Problem to work on:
Check the listing that follows and work out how many lines include "perform". The reply is that number alone.

Source data:
· · ·
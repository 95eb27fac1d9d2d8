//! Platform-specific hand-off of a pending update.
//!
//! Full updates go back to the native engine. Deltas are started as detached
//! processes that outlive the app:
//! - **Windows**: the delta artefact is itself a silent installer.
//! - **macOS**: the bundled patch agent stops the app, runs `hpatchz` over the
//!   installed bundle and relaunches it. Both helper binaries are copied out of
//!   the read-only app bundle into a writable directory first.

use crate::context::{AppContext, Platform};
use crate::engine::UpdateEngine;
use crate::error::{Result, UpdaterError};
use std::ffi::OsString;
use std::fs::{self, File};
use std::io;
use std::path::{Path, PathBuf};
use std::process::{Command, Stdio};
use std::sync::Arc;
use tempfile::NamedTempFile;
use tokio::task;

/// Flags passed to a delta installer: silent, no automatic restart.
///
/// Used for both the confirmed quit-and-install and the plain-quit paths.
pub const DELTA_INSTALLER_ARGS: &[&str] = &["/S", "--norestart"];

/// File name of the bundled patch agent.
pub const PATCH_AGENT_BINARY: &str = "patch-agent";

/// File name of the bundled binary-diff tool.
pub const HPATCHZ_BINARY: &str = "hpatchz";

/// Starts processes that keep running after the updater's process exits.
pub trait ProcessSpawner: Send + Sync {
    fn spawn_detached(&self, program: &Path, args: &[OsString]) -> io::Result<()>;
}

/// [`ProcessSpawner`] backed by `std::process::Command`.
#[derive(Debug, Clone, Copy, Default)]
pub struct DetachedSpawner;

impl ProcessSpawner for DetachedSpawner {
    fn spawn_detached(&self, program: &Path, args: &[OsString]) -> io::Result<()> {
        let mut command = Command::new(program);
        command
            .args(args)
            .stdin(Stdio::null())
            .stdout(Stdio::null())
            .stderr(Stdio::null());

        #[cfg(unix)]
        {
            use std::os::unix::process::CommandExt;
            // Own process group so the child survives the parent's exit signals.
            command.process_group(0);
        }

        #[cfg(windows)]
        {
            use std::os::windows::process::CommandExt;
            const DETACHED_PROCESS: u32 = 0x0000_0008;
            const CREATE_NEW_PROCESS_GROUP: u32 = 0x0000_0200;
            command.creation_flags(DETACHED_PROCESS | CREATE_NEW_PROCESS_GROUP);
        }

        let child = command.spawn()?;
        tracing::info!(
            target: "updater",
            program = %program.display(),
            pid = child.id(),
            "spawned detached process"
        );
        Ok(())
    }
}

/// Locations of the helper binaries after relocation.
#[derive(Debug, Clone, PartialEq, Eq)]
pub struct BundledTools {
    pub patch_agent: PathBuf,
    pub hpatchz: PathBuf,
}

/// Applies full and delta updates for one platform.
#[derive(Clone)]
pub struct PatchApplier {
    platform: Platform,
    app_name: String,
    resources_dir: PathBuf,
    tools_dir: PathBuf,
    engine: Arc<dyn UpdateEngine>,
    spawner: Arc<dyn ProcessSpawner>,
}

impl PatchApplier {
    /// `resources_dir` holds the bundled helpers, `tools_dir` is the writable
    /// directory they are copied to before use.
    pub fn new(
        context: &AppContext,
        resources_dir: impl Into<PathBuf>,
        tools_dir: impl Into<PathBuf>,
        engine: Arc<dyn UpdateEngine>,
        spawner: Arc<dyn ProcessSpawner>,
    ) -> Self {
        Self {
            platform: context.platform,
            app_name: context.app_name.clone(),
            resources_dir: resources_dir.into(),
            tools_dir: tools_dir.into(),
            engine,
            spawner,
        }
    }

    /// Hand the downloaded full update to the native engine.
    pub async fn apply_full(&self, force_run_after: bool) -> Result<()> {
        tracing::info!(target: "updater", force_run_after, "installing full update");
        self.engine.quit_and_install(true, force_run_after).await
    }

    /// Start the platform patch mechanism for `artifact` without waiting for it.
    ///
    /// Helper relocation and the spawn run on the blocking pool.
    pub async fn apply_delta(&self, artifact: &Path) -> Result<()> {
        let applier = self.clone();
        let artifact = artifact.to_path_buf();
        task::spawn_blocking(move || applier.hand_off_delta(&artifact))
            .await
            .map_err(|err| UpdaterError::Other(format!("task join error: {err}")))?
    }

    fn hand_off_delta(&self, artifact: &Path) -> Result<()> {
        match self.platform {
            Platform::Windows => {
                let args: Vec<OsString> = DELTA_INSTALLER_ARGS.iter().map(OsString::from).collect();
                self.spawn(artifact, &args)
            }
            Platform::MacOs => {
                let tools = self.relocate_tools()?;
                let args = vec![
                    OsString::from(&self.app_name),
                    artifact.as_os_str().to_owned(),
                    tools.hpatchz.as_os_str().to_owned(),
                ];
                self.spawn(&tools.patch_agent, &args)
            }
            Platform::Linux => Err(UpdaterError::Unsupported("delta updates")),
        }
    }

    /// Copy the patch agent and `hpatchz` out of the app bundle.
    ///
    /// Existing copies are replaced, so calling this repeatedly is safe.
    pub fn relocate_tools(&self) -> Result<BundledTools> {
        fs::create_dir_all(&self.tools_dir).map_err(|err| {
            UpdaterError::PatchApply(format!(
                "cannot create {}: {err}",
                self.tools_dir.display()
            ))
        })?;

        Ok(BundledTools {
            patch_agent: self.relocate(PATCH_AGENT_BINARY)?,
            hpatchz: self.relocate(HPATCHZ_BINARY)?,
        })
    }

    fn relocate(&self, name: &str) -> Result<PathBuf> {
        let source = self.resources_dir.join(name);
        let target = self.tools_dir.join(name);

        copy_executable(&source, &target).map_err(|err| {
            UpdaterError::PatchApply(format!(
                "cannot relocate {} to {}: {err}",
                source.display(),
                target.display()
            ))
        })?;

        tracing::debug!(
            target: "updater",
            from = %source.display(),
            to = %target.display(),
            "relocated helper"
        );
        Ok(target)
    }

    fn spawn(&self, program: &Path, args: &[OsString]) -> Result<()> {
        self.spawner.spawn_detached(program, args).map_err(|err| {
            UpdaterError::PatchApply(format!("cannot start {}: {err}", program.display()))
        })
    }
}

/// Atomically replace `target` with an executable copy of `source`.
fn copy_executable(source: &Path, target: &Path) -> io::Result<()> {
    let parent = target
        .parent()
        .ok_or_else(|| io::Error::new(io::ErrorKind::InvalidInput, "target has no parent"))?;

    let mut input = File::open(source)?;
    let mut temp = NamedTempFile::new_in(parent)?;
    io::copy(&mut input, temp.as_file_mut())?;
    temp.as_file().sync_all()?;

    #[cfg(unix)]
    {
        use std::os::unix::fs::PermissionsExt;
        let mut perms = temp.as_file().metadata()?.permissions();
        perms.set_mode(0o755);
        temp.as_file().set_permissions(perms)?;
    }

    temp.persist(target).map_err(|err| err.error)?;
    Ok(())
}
· · ·
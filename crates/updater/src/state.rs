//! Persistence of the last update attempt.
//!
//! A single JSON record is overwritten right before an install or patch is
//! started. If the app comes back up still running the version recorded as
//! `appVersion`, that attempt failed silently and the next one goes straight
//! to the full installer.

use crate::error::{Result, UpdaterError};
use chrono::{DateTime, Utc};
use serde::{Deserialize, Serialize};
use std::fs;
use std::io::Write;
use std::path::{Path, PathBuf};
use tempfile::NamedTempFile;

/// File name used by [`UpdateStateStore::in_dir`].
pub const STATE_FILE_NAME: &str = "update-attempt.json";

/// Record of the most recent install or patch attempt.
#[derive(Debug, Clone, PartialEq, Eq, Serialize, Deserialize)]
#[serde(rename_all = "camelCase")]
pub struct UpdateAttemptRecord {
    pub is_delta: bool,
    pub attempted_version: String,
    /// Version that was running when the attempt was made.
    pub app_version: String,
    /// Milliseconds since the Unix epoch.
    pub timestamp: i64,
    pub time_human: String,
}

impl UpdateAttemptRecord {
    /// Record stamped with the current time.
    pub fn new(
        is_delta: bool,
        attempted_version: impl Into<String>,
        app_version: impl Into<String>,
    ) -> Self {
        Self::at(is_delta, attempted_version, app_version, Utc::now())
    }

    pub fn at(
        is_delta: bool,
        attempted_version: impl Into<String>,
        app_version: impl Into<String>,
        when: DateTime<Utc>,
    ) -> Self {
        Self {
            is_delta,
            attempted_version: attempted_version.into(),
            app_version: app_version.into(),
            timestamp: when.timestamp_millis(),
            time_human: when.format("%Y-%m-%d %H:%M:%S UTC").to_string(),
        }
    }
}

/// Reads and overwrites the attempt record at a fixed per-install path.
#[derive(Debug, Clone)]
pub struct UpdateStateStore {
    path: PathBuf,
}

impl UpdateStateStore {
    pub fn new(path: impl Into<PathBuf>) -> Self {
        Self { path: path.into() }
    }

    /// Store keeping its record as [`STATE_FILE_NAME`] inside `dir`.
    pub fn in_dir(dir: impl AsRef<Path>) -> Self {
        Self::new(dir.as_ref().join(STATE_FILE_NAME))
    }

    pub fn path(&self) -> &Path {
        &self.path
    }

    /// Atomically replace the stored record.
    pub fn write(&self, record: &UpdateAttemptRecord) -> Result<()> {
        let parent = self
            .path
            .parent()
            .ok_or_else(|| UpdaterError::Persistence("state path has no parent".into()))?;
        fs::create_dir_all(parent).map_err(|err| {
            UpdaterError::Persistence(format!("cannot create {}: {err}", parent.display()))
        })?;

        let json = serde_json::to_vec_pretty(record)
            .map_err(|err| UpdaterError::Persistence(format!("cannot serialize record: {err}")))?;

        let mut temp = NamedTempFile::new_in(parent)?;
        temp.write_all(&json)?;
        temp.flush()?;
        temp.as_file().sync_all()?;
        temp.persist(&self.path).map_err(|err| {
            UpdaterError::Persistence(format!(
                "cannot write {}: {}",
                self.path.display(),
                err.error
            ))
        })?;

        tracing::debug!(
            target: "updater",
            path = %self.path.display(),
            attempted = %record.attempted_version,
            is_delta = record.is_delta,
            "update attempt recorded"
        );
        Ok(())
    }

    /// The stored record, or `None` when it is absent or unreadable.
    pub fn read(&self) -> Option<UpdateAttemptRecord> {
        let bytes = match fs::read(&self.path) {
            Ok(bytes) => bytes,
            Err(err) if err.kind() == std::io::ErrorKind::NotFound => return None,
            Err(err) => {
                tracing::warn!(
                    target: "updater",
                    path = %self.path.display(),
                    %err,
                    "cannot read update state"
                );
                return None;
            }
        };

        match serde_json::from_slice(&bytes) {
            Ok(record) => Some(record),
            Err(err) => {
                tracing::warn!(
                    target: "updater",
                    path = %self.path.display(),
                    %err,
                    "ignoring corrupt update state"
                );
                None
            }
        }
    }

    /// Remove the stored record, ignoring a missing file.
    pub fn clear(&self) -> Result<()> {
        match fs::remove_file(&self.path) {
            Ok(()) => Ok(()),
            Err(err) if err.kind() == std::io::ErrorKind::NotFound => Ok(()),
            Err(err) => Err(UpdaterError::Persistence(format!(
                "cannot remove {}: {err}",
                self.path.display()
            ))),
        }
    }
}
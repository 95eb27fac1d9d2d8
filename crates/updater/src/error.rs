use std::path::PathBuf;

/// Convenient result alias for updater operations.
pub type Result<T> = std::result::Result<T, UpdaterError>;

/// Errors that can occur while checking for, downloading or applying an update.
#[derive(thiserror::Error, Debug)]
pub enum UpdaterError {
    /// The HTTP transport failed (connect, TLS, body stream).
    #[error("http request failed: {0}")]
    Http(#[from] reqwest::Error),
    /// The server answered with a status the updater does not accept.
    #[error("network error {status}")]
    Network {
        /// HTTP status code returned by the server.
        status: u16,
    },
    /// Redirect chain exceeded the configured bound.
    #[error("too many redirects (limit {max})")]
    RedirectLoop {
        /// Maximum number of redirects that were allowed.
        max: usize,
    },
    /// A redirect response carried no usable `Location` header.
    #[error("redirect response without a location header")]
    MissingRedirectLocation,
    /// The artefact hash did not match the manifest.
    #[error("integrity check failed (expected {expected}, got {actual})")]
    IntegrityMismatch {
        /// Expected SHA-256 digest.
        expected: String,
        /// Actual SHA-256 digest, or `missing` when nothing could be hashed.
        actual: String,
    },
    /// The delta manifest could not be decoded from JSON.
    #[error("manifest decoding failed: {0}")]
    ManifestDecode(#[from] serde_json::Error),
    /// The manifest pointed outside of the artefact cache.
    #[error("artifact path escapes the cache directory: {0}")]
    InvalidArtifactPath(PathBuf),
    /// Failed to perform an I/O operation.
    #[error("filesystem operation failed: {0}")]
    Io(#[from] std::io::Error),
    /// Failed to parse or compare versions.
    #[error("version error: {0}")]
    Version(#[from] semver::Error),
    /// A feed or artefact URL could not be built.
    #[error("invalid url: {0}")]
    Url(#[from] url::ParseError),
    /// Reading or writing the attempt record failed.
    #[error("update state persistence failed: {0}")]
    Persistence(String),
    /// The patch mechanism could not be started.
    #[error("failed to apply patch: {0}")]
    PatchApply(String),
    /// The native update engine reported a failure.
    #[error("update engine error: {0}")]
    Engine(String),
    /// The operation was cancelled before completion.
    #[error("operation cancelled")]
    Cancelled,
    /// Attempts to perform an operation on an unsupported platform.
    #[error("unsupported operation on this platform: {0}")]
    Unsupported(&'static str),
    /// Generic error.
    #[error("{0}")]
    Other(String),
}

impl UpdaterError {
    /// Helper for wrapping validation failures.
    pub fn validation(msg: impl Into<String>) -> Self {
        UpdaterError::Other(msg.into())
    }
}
· · ·
Answer space:
2